We humans think in simple narrative. We are used to hearing a story of a person (then using availability bias, which we talked about, to generalize). When we hear the story of a person, we react to it with emotion and affect. When we hear the story of many people, we react to it with logic and calculation. Or as Stalin put it: “If only one man dies of hunger, that is a tragedy. If millions die, that’s only statistics.”*
Image credit here. Odd that Stalin and Mother Teresa had similar sentiments on this. And I don’t think anyone has ever seen them in the same room at the same time…**
Unfortunately, this leads to us (in theory) misallocating our resources. Vox did an illustration of the types of cancer people donate to, versus what they die of.
This seems to focus on special events and looks at one organization per disease, so it isn’t perfect but is emblematic of this problem. In 2010, the humanitarian aid response to the Haiti earthquake (which affected 3 million people) was more than 3 billion dollars. The flood in Pakistan (which affected an estimated 20 million people) received only 2.2 billion dollars. (study here) People donate relatively the same amount to save 2,000, 20,000, and 200,000 birds.
So the rule you could get from this is to tell only one story at a time. Which is not a bad rule.

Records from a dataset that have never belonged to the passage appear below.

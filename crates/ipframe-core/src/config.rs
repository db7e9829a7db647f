//! Engine configuration.

use crate::error::ConfigError;

/// Channel depths for an [`crate::Encapsulator`].
///
/// The header input side is always a single-slot latch; only the other three
/// ports are configurable.
#[derive(Debug, Clone, Copy, PartialEq, Eq)]
pub struct EncapsulatorConfig {
    /// Payload beats buffered between the producer and the relay
    pub payload_in_depth: usize,
    /// Payload beats buffered between the relay and the consumer. Two slots
    /// let the relay keep one beat per tick flowing while the consumer's
    /// ready toggles.
    pub payload_out_depth: usize,
    /// IP headers buffered for the consumer
    pub header_out_depth: usize,
}

impl Default for EncapsulatorConfig {
    fn default() -> Self {
        Self { payload_in_depth: 1, payload_out_depth: 2, header_out_depth: 1 }
    }
}

impl EncapsulatorConfig {
    /// Reject depths that would leave a port permanently not-ready.
    pub fn validate(&self) -> Result<(), ConfigError> {
        let depths = [
            ("payload input", self.payload_in_depth),
            ("payload output", self.payload_out_depth),
            ("header output", self.header_out_depth),
        ];

        match depths.into_iter().find(|&(_, depth)| depth == 0) {
            Some((channel, _)) => Err(ConfigError::ZeroDepth { channel }),
            None => Ok(()),
        }
    }
}
//! Pause schedules for the source and sink sides.
//!
//! A paused side skips its handshakes for that tick. The fixed schedules
//! pause one side for three ticks out of every four; the random schedule
//! pauses each side independently with even odds, seeded so that a failing
//! run can be replayed.

use std::fmt;

use arbitrary::Arbitrary;
use rand::{Rng, SeedableRng};
use rand_chacha::ChaCha8Rng;

/// Which side stalls, and when.
#[derive(Debug, Clone, Copy, PartialEq, Eq, Arbitrary)]
pub enum PauseSchedule {
    /// Both sides always ready
    Never,
    /// Source paused three ticks of every four
    Source,
    /// Sink paused three ticks of every four
    Sink,
    /// Each side paused at random
    Random {
        /// RNG seed
        seed: u64,
    },
}

impl PauseSchedule {
    /// The three modes every verification case runs under.
    pub const MATRIX: [Self; 3] = [Self::Never, Self::Source, Self::Sink];
}

impl fmt::Display for PauseSchedule {
    fn fmt(&self, f: &mut fmt::Formatter<'_>) -> fmt::Result {
        match self {
            Self::Never => f.write_str("normal"),
            Self::Source => f.write_str("source pause"),
            Self::Sink => f.write_str("sink pause"),
            Self::Random { seed } => write!(f, "random pause (seed {seed})"),
        }
    }
}

/// Which sides are paused on one tick.
#[derive(Debug, Clone, Copy, Default, PartialEq, Eq)]
pub struct Pauses {
    /// Source skips its handshakes
    pub source: bool,
    /// Sink skips its handshakes
    pub sink: bool,
}

/// Runs a [`PauseSchedule`] one tick at a time.
#[derive(Debug, Clone)]
pub struct Pauser {
    schedule: PauseSchedule,
    phase: u64,
    rng: ChaCha8Rng,
}

impl Pauser {
    /// Start `schedule` from its first tick.
    pub fn new(schedule: PauseSchedule) -> Self {
        let seed = match schedule {
            PauseSchedule::Random { seed } => seed,
            _ => 0,
        };
        Self { schedule, phase: 0, rng: ChaCha8Rng::seed_from_u64(seed) }
    }

    /// Pauses for the next tick.
    pub fn next_tick(&mut self) -> Pauses {
        let cycle_paused = self.phase % 4 != 3;
        self.phase += 1;

        match self.schedule {
            PauseSchedule::Never => Pauses::default(),
            PauseSchedule::Source => Pauses { source: cycle_paused, sink: false },
            PauseSchedule::Sink => Pauses { source: false, sink: cycle_paused },
            PauseSchedule::Random { .. } => {
                Pauses { source: self.rng.gen_bool(0.5), sink: self.rng.gen_bool(0.5) }
            },
        }
    }
}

However, your organization likely has a scope you want to achieve. You don’t just want to help one person. You want to help one person, then another, then another, etc., until your problem is solved and you can take up golf or something.
So how do you talk about scope without turning off your donors?

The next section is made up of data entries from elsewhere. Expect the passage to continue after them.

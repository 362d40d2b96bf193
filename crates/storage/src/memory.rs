//! In-memory ordered store.

use std::collections::BTreeMap;

use parking_lot::RwLock;

use crate::{Batch, BatchOp, DatabaseError, IndexStore};

/// Simple in-memory ordered store.
///
/// Backed by a [`BTreeMap`], so iteration order matches the bytewise key
/// order of persistent backends. Batches are applied under one write lock.
#[derive(Debug, Default)]
pub struct MemoryStore {
    entries: RwLock<BTreeMap<Vec<u8>, Vec<u8>>>,
}

impl MemoryStore {
    /// Create a new empty memory store.
    pub fn new() -> Self {
        Self::default()
    }

    /// Total number of keys across all indices.
    pub fn len(&self) -> usize {
        self.entries.read().len()
    }

    /// Whether the store holds no keys.
    pub fn is_empty(&self) -> bool {
        self.entries.read().is_empty()
    }
}

impl IndexStore for MemoryStore {
    fn get(&self, key: &[u8]) -> Result<Option<Vec<u8>>, DatabaseError> {
        Ok(self.entries.read().get(key).cloned())
    }

    fn has(&self, key: &[u8]) -> Result<bool, DatabaseError> {
        Ok(self.entries.read().contains_key(key))
    }

    fn iterate_from<F>(&self, start: &[u8], mut callback: F) -> Result<(), DatabaseError>
    where
        F: FnMut(&[u8], &[u8]) -> Result<bool, DatabaseError>,
    {
        let entries = self.entries.read();
        for (key, value) in entries.range(start.to_vec()..) {
            if !callback(key.as_slice(), value.as_slice())? {
                break;
            }
        }
        Ok(())
    }

    fn write_batch(&self, batch: Batch) -> Result<(), DatabaseError> {
        let mut entries = self.entries.write();
        for op in batch.into_ops() {
            match op {
                BatchOp::Put { key, value } => {
                    entries.insert(key, value);
                }
                BatchOp::Delete { key } => {
                    entries.remove(&key);
                }
            }
        }
        Ok(())
    }
}

#[cfg(test)]
mod tests {
    use super::*;

    #[test]
    fn test_put_get() {
        let store = MemoryStore::new();

        store.put(b"key", b"value").unwrap();

        assert_eq!(store.get(b"key").unwrap(), Some(b"value".to_vec()));
        assert!(store.has(b"key").unwrap());
        assert!(!store.has(b"other").unwrap());
    }

    #[test]
    fn test_delete_missing_is_ok() {
        let store = MemoryStore::new();
        store.delete(b"missing").unwrap();
        assert!(store.is_empty());
    }

    #[test]
    fn test_iterate_from_is_ascending() {
        let store = MemoryStore::new();
        for key in [[2u8, 9], [1, 5], [2, 1], [3, 0]] {
            store.put(&key, b"").unwrap();
        }

        let mut seen = Vec::new();
        store
            .iterate_from(&[2], |key, _| {
                seen.push(key.to_vec());
                Ok(true)
            })
            .unwrap();

        assert_eq!(seen, vec![vec![2, 1], vec![2, 9], vec![3, 0]]);
    }

    #[test]
    fn test_iterate_stops() {
        let store = MemoryStore::new();
        for i in 0..10u8 {
            store.put(&[i], b"").unwrap();
        }

        let mut count = 0;
        store
            .iterate_from(&[], |_, _| {
                count += 1;
                Ok(count < 3)
            })
            .unwrap();

        assert_eq!(count, 3);
    }

    #[test]
    fn test_write_batch_applies_in_order() {
        let store = MemoryStore::new();
        store.put(b"gone", b"x").unwrap();

        let mut batch = Batch::new();
        batch.put(b"a".to_vec(), b"1".to_vec());
        batch.put(b"a".to_vec(), b"2".to_vec());
        batch.delete(b"gone".to_vec());
        store.write_batch(batch).unwrap();

        assert_eq!(store.get(b"a").unwrap(), Some(b"2".to_vec()));
        assert!(!store.has(b"gone").unwrap());
        assert_eq!(store.len(), 1);
    }
}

One way is to talk about scope and statistics, but to do it with the right donors. I would point you to the post I did about a month ago about the study that shows that statistics depress response among smaller donors, but increase it among larger donors. Thus, you can save it for the right audience.
Another solution that was interesting to me came from a study in the Journal of Consumer Research.
At first, they just found what we’ve been talking about: single identified victim works better than large numbers of victims. Scope blindness in action.
However, you can get people to donate more to large numbers of victims if the victims are seen to be entitative.
This was the point in reading the study that I had to pull out the dictionary. I thought that entitative meant “similar to a walking talking tree from Lord of the Rings.”***
In reality, “entitative” means how much people consider something to be a coherent whole. This can be helped by group membership. In the study, they found that donations to help children were greater when the children were part of the same family, instead of random so-and-sos.
Similarly, they asked about saving butterflies, showing butterflies either flying randomly (low entitativity) or together (high entitativity). The butterfly flock (is that a thing?) raised 69% more on average.
They also found when that in-group had positive qualities, people were more likely to donate. Specifically, when the starving children in Africa were said to be in the same prison, rather than the same family, the group dynamic hurt donations rather than helping them.
So if you are going to talk about multiple people, try to frame them as part of the same in-group and make that in-group as positive as possible. Then, and seemingly only then, will you be able to tell more than one story and get more donations instead of fewer.
* I’d heard a different pithier version of this also (one where if you kill one person, you are a murderer; if you kill a million, you are a conqueror). However, this one seems to have the greatest basis in fact according to Quote Investigator.
** This is a joke, of course. This seems obvious, but one can not be too careful on the Internet. Clearly, Stalin is the evil twin of Mother Teresa.
*** Yes, I know that the ents aren’t really trees. They are treelike guardians that take on the shape of the trees they herd. But I’m trying to get everyone to read to the end of this, not just people who are as nerdy as I am.